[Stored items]
=======
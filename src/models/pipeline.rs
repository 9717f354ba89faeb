//! # Pipeline
//!
//! The fixed, ordered sequence of steps a workflow execution walks through.
//! A step is a single activity or a parallel group with a success combinator.
//! Pipelines are validated once by [`PipelineBuilder`] and never mutated.

use serde::{Deserialize, Serialize};
use std::collections::HashSet;
use std::fmt;
use thiserror::Error;

use super::definition::ActivityRef;

#[derive(Error, Debug, Clone, PartialEq, Eq)]
pub enum PipelineError {
    #[error("Pipeline must contain at least one step")]
    Empty,

    #[error("Parallel group at step {step} needs at least two members, found {members}")]
    GroupTooSmall { step: usize, members: usize },

    #[error("Activity {name} appears more than once in the pipeline")]
    DuplicateActivity { name: String },
}

/// Success condition for a parallel group
#[derive(Debug, Clone, Copy, PartialEq, Eq, Hash, Serialize, Deserialize)]
#[serde(rename_all = "snake_case")]
pub enum Combinator {
    /// Every member must succeed
    All,
    /// The first success satisfies the group
    Any,
}

impl fmt::Display for Combinator {
    fn fmt(&self, f: &mut fmt::Formatter<'_>) -> fmt::Result {
        match self {
            Self::All => write!(f, "ALL"),
            Self::Any => write!(f, "ANY"),
        }
    }
}

#[derive(Debug, Clone, PartialEq, Eq, Serialize, Deserialize)]
#[serde(rename_all = "snake_case")]
pub enum PipelineStep {
    Single(ActivityRef),
    Group {
        members: Vec<ActivityRef>,
        combinator: Combinator,
    },
}

impl PipelineStep {
    pub fn members(&self) -> &[ActivityRef] {
        match self {
            Self::Single(activity) => std::slice::from_ref(activity),
            Self::Group { members, .. } => members,
        }
    }

    pub fn member(&self, index: usize) -> Option<&ActivityRef> {
        self.members().get(index)
    }

    pub fn is_group(&self) -> bool {
        matches!(self, Self::Group { .. })
    }
}

impl fmt::Display for PipelineStep {
    fn fmt(&self, f: &mut fmt::Formatter<'_>) -> fmt::Result {
        match self {
            Self::Single(activity) => write!(f, "{activity}"),
            Self::Group {
                members,
                combinator,
            } => {
                let names: Vec<String> = members.iter().map(ToString::to_string).collect();
                write!(f, "[{} {combinator}]", names.join(", "))
            }
        }
    }
}

#[derive(Debug, Clone, PartialEq, Eq, Serialize, Deserialize)]
pub struct Pipeline {
    steps: Vec<PipelineStep>,
}

impl Pipeline {
    pub fn builder() -> PipelineBuilder {
        PipelineBuilder::default()
    }

    pub fn steps(&self) -> &[PipelineStep] {
        &self.steps
    }

    pub fn step(&self, index: usize) -> Option<&PipelineStep> {
        self.steps.get(index)
    }

    pub fn len(&self) -> usize {
        self.steps.len()
    }

    pub fn is_empty(&self) -> bool {
        self.steps.is_empty()
    }

    /// All activity references in pipeline order
    pub fn activities(&self) -> impl Iterator<Item = &ActivityRef> {
        self.steps.iter().flat_map(|step| step.members().iter())
    }
}

impl fmt::Display for Pipeline {
    fn fmt(&self, f: &mut fmt::Formatter<'_>) -> fmt::Result {
        let steps: Vec<String> = self.steps.iter().map(ToString::to_string).collect();
        write!(f, "{}", steps.join(" -> "))
    }
}

#[derive(Debug, Default)]
pub struct PipelineBuilder {
    steps: Vec<PipelineStep>,
}

impl PipelineBuilder {
    pub fn single(mut self, activity: ActivityRef) -> Self {
        self.steps.push(PipelineStep::Single(activity));
        self
    }

    pub fn group(mut self, members: Vec<ActivityRef>, combinator: Combinator) -> Self {
        self.steps.push(PipelineStep::Group {
            members,
            combinator,
        });
        self
    }

    pub fn build(self) -> Result<Pipeline, PipelineError> {
        if self.steps.is_empty() {
            return Err(PipelineError::Empty);
        }

        let mut seen = HashSet::new();
        for (index, step) in self.steps.iter().enumerate() {
            if let PipelineStep::Group { members, .. } = step {
                if members.len() < 2 {
                    return Err(PipelineError::GroupTooSmall {
                        step: index,
                        members: members.len(),
                    });
                }
            }
            for activity in step.members() {
                if !seen.insert(activity.name.clone()) {
                    return Err(PipelineError::DuplicateActivity {
                        name: activity.name.clone(),
                    });
                }
            }
        }

        Ok(Pipeline { steps: self.steps })
    }
}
=======
From the first line to the last, return the data exactly as written.

filename src/models/pipeline.rs
repository 9717f354ba89faeb
//! # Pipeline
//!
//! The fixed, ordered sequence of steps a workflow execution walks through.
//! A step is a single activity or a parallel group with a success combinator.
//! Pipelines are validated once by [`PipelineBuilder`] and never mutated.

use serde::{Deserialize, Serialize};
use std::collections::HashSet;
use std::fmt;
use thiserror::Error;

use super::definition::ActivityRef;

#[derive(Error, Debug, Clone, PartialEq, Eq)]
pub enum PipelineError {
    #[error("Pipeline must contain at least one step")]
    Empty,

    #[error("Parallel group at step {step} needs at least two members, found {members}")]
    GroupTooSmall { step: usize, members: usize },

    #[error("Activity {name} appears more than once in the pipeline")]
    DuplicateActivity { name: String },
}

/// Success condition for a parallel group
#[derive(Debug, Clone, Copy, PartialEq, Eq, Hash, Serialize, Deserialize)]
#[serde(rename_all = "snake_case")]
pub enum Combinator {
    /// Every member must succeed
    All,
    /// The first success satisfies the group
    Any,
}

impl fmt::Display for Combinator {
    fn fmt(&self, f: &mut fmt::Formatter<'_>) -> fmt::Result {
        match self {
            Self::All => write!(f, "ALL"),
            Self::Any => write!(f, "ANY"),
        }
    }
}

#[derive(Debug, Clone, PartialEq, Eq, Serialize, Deserialize)]
#[serde(rename_all = "snake_case")]
pub enum PipelineStep {
    Single(ActivityRef),
    Group {
        members: Vec<ActivityRef>,
        combinator: Combinator,
    },
}

impl PipelineStep {
    pub fn members(&self) -> &[ActivityRef] {
        match self {
            Self::Single(activity) => std::slice::from_ref(activity),
            Self::Group { members, .. } => members,
        }
    }

    pub fn member(&self, index: usize) -> Option<&ActivityRef> {
        self.members().get(index)
    }

    pub fn is_group(&self) -> bool {
        matches!(self, Self::Group { .. })
    }
}

impl fmt::Display for PipelineStep {
    fn fmt(&self, f: &mut fmt::Formatter<'_>) -> fmt::Result {
        match self {
            Self::Single(activity) => write!(f, "{activity}"),
            Self::Group {
                members,
                combinator,
            } => {
                let names: Vec<String> = members.iter().map(ToString::to_string).collect();
                write!(f, "[{} {combinator}]", names.join(", "))
            }
        }
    }
}

#[derive(Debug, Clone, PartialEq, Eq, Serialize, Deserialize)]
pub struct Pipeline {
    steps: Vec<PipelineStep>,
}

impl Pipeline {
    pub fn builder() -> PipelineBuilder {
        PipelineBuilder::default()
    }

    pub fn steps(&self) -> &[PipelineStep] {
        &self.steps
    }

    pub fn step(&self, index: usize) -> Option<&PipelineStep> {
        self.steps.get(index)
    }

    pub fn len(&self) -> usize {
        self.steps.len()
    }

    pub fn is_empty(&self) -> bool {
        self.steps.is_empty()
    }

    /// All activity references in pipeline order
    pub fn activities(&self) -> impl Iterator<Item = &ActivityRef> {
        self.steps.iter().flat_map(|step| step.members().iter())
    }
}

impl fmt::Display for Pipeline {
    fn fmt(&self, f: &mut fmt::Formatter<'_>) -> fmt::Result {
        let steps: Vec<String> = self.steps.iter().map(ToString::to_string).collect();
        write!(f, "{}", steps.join(" -> "))
    }
}

#[derive(Debug, Default)]
pub struct PipelineBuilder {
    steps: Vec<PipelineStep>,
}

impl PipelineBuilder {
    pub fn single(mut self, activity: ActivityRef) -> Self {
        self.steps.push(PipelineStep::Single(activity));
        self
    }

    pub fn group(mut self, members: Vec<ActivityRef>, combinator: Combinator) -> Self {
        self.steps.push(PipelineStep::Group {
            members,
            combinator,
        });
        self
    }

    pub fn build(self) -> Result<Pipeline, PipelineError> {
        if self.steps.is_empty() {
            return Err(PipelineError::Empty);
        }

        let mut seen = HashSet::new();
        for (index, step) in self.steps.iter().enumerate() {
            if let PipelineStep::Group { members, .. } = step {
                if members.len() < 2 {
                    return Err(PipelineError::GroupTooSmall {
                        step: index,
                        members: members.len(),
                    });
                }
            }
            for activity in step.members() {
                if !seen.insert(activity.name.clone()) {
                    return Err(PipelineError::DuplicateActivity {
                        name: activity.name.clone(),
                    });
                }
            }
        }

        Ok(Pipeline { steps: self.steps })
    }
}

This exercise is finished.